Medical Properties Trust, the largest hospital landlord in the U.S., is coming under additional scrutiny after running into regulatory hurdles over a deal it previously said had closed. 

California regulators temporarily blocked a deal between MPT and Prospect Medical Holdings, its second-largest tenant, that would have allowed Prospect to offer MPT equity in its business in place of repaying its debts. But MPT failed to disclose in its latest quarterly report that the deal, announced in May, was blocked by California regulators before the earnings report came out, The Wall Street Journal reported.

MPT has been losing revenue amid hospital closures, reporting a $42M loss in the second quarter after posting $190M in net income a year prior.

MPT’s stock price has plunged by almost 50% from the start of the year, falling from $11.53 per share on the New York Stock Exchange on the first day of trading this year to $6.40 on Friday afternoon. The share price fell by more than 7% on Friday after the WSJ's story published.

Prospect and MPT had originally struck a deal in May allowing for Prospect’s managed care business, PHP Holdings, to grant MPT a large stake in the business in place of $573M in cash payments for loans, unpaid rent and interest. But PHP Holdings also owns small health insurer Prospect Health Plan, leading California regulators to block the deal temporarily on July 20. 

MPT didn’t disclose the temporary block in its quarterly earnings report and said last week that it owned 49% of PHP Holdings, the WSJ reported. While MPT spokesperson Drew Babin told the WSJ that the company expects the deal to go ahead, it is unclear how PHP will pay its debts to MPT if the block becomes permanent. 

MPT responded to the WSJ's story in a Friday press release, claiming the piece was "the most recent of several false and misleading articles" around the REIT.

MPT claims the California Department of Managed Health Care's action was "a standard, expected, and non-controversial part of the approval process for this transaction." It also said that it expects California regulators to fully approve the equity transaction.

"In the unlikely event that the regulator does not grant approval for the transaction, MPT’s investment in PHP would remain a convertible note with identical economics to equity ownership," the release says. "As a result, DMHC’s request was deemed immaterial to MPT’s financials and thus did not require disclosure."

The new revelations about the blocked deal come as another potential blow to the publicly traded company, which has already been downgraded by analysts and targeted by short sellers this year as its business model has come into question. 

MPT’s business model has relied on using cheap financing to buy up hundreds of hospital facilities across the country from private equity-owned hospital companies.

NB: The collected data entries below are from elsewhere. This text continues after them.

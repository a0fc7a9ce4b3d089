//! Master playlist construction: the top-level `.m3u8` that references each
//! rendition with its bandwidth/resolution/codec descriptors.

use std::fmt::Write as _;
use std::path::Path;

use crate::error::{MediaError, MediaResult};
use crate::hls::Rendition;

/// H.264 Main profile / AAC-LC codec tag used across all renditions.
const CODECS_ATTR: &str = "avc1.4d401f,mp4a.40.2";

/// Render the master playlist text referencing each rendition's own
/// playlist by filename (renditions are expected to live alongside the
/// master in the same directory).
pub fn render_master_playlist(renditions: &[Rendition]) -> MediaResult<String> {
    if renditions.is_empty() {
        return Err(MediaError::master_playlist_failed(
            "cannot build a master playlist with zero renditions",
        ));
    }

    let mut out = String::new();
    out.push_str("#EXTM3U\n");
    out.push_str("#EXT-X-VERSION:7\n");

    for rendition in renditions {
        let tier = rendition.tier;
        let width = tier.height * 16 / 9;
        writeln!(
            out,
            "#EXT-X-STREAM-INF:BANDWIDTH={},RESOLUTION={}x{},CODECS=\"{}\"",
            tier.bandwidth_bps(),
            width,
            tier.height,
            CODECS_ATTR
        )
        .expect("writing to a String never fails");
        writeln!(out, "{}/{}", tier.name, tier.playlist_filename()).expect("writing to a String never fails");
    }

    Ok(out)
}

/// Build and write the master playlist at `output_path`, then validate it.
pub async fn build_master_playlist(
    renditions: &[Rendition],
    output_path: impl AsRef<Path>,
) -> MediaResult<()> {
    let text = render_master_playlist(renditions)?;
    let output_path = output_path.as_ref();
    if let Some(parent) = output_path.parent() {
        tokio::fs::create_dir_all(parent).await?;
    }
    tokio::fs::write(output_path, text).await?;
    validate_master_playlist(output_path).await
}

/// Validate that a master playlist is well-formed and references at least
/// one rendition.
pub async fn validate_master_playlist(path: impl AsRef<Path>) -> MediaResult<()> {
    let path = path.as_ref();
    let contents = tokio::fs::read_to_string(path).await.map_err(|e| {
        MediaError::master_playlist_failed(format!("could not read {}: {e}", path.display()))
    })?;

    if !contents.contains("#EXTM3U") {
        return Err(MediaError::master_playlist_failed(format!(
            "{} is missing #EXTM3U",
            path.display()
        )));
    }

    let stream_inf_count = contents
        .lines()
        .filter(|line| line.starts_with("#EXT-X-STREAM-INF"))
        .count();
    if stream_inf_count == 0 {
        return Err(MediaError::master_playlist_failed(format!(
            "{} references no renditions",
            path.display()
        )));
    }

    Ok(())
}

#[cfg(test)]
mod tests {
    use super::*;
    use crate::hls::RENDITION_TIERS;
    use std::path::PathBuf;

    fn sample_renditions() -> Vec<Rendition> {
        RENDITION_TIERS
            .iter()
            .map(|&tier| Rendition {
                tier,
                playlist_path: PathBuf::from(tier.playlist_filename()),
            })
            .collect()
    }

    #[test]
    fn renders_one_stream_inf_per_rendition() {
        let text = render_master_playlist(&sample_renditions()).unwrap();
        assert_eq!(text.matches("#EXT-X-STREAM-INF").count(), 3);
        assert!(text.starts_with("#EXTM3U\n#EXT-X-VERSION:7\n"));
    }

    #[test]
    fn rejects_empty_rendition_list() {
        let err = render_master_playlist(&[]).unwrap_err();
        assert!(matches!(err, MediaError::MasterPlaylistFailed(_)));
    }

    #[tokio::test]
    async fn build_then_validate_round_trips() {
        let dir = tempfile::tempdir().unwrap();
        let path = dir.path().join("master.m3u8");
        build_master_playlist(&sample_renditions(), &path)
            .await
            .unwrap();
        validate_master_playlist(&path).await.unwrap();
    }
}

As the landlord, MPT faced difficulties when private equity owners began to squeeze the hospital companies, leading some rural hospitals to shutter.

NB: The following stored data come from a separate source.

//! Queue configuration.

use crate::error::{QueueError, QueueResult};

#[derive(Debug, Clone)]
pub struct QueueConfig {
    pub queue_url: String,
    pub dlq_url: Option<String>,
    /// Long-poll wait time, seconds (SQS max is 20).
    pub wait_time_seconds: i32,
    /// Initial visibility lease applied on receive; the heartbeat renews it
    /// back to this value while a handler is running.
    pub visibility_timeout_seconds: i32,
    /// Fixed delay applied when a message is requeued (NotReady, or Success
    /// with an unconfirmed flag advance).
    pub requeue_delay_seconds: i32,
    /// NotReady outcomes for the same episode before giving up and deleting
    /// without further requeue.
    pub not_ready_max_attempts: u32,
    pub empty_poll_backoff_start_secs: u64,
    pub empty_poll_backoff_max_secs: u64,
    /// Legacy behavior: stop the consumer loop entirely on an empty receive,
    /// instead of backing off and polling again. Off by default.
    pub stop_on_idle: bool,
    /// Messages requested per `ReceiveMessage` call (SQS max is 10).
    pub max_messages_per_receive: i32,
}

impl Default for QueueConfig {
    fn default() -> Self {
        Self {
            queue_url: String::new(),
            dlq_url: None,
            wait_time_seconds: 20,
            visibility_timeout_seconds: 14_400,
            requeue_delay_seconds: 180,
            not_ready_max_attempts: 3,
            empty_poll_backoff_start_secs: 1,
            empty_poll_backoff_max_secs: 20,
            stop_on_idle: false,
            max_messages_per_receive: 10,
        }
    }
}

impl QueueConfig {
    pub fn from_env() -> QueueResult<Self> {
        let queue_url = std::env::var("SQS_QUEUE_URL")
            .map_err(|_| QueueError::config_error("SQS_QUEUE_URL not set"))?;
        let dlq_url = std::env::var("SQS_DLQ_URL").ok();

        let wait_time_seconds = env_parse("SQS_WAIT_TIME_SECONDS", 20);
        let visibility_timeout_seconds = env_parse("SQS_VISIBILITY_TIMEOUT_SECONDS", 14_400);
        let requeue_delay_seconds = env_parse("SQS_REQUEUE_DELAY_SECONDS", 180);
        let not_ready_max_attempts = env_parse("SQS_NOT_READY_MAX_ATTEMPTS", 3);
        let empty_poll_backoff_start_secs = env_parse("SQS_EMPTY_POLL_BACKOFF_START_SECS", 1);
        let empty_poll_backoff_max_secs = env_parse("SQS_EMPTY_POLL_BACKOFF_MAX_SECS", 20);
        let stop_on_idle = std::env::var("SQS_LEGACY_STOP_ON_IDLE")
            .ok()
            .map(|s| matches!(s.to_ascii_lowercase().as_str(), "true" | "1"))
            .unwrap_or(false);
        let max_messages_per_receive = env_parse("SQS_MAX_MESSAGES_PER_RECEIVE", 10);

        Ok(Self {
            queue_url,
            dlq_url,
            wait_time_seconds,
            visibility_timeout_seconds,
            requeue_delay_seconds,
            not_ready_max_attempts,
            empty_poll_backoff_start_secs,
            empty_poll_backoff_max_secs,
            stop_on_idle,
            max_messages_per_receive,
        })
    }

    /// Heartbeat interval: `min(300s, max(60s, timeout/3))`.
    pub fn heartbeat_interval_secs(&self) -> u64 {
        let third = (self.visibility_timeout_seconds / 3).max(0) as u64;
        third.max(60).min(300)
    }
}

fn env_parse<T: std::str::FromStr>(key: &str, default: T) -> T {
    std::env::var(key).ok().and_then(|s| s.parse().ok()).unwrap_or(default)
}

Fewer tenants meant trouble on the horizon for MPT.

MPT’s rapid decline began earlier this year, following a late January report from Viceroy Research that sent the company’s share price plummeting. Viceroy, which calls itself an investigative financial researcher, alleged that MPT had “engaged in billions of dollars of uncommercial transactions” and took a short seller position on the company. MPT sued Viceroy in March over the report.

Another blow for MPT came last week when investment manager Raymond James issued a triple downgrade for the firm and changed MPT’s rating from "Strong Buy" to "Underperform." MPT’s stock slid by almost 4% following the announcement.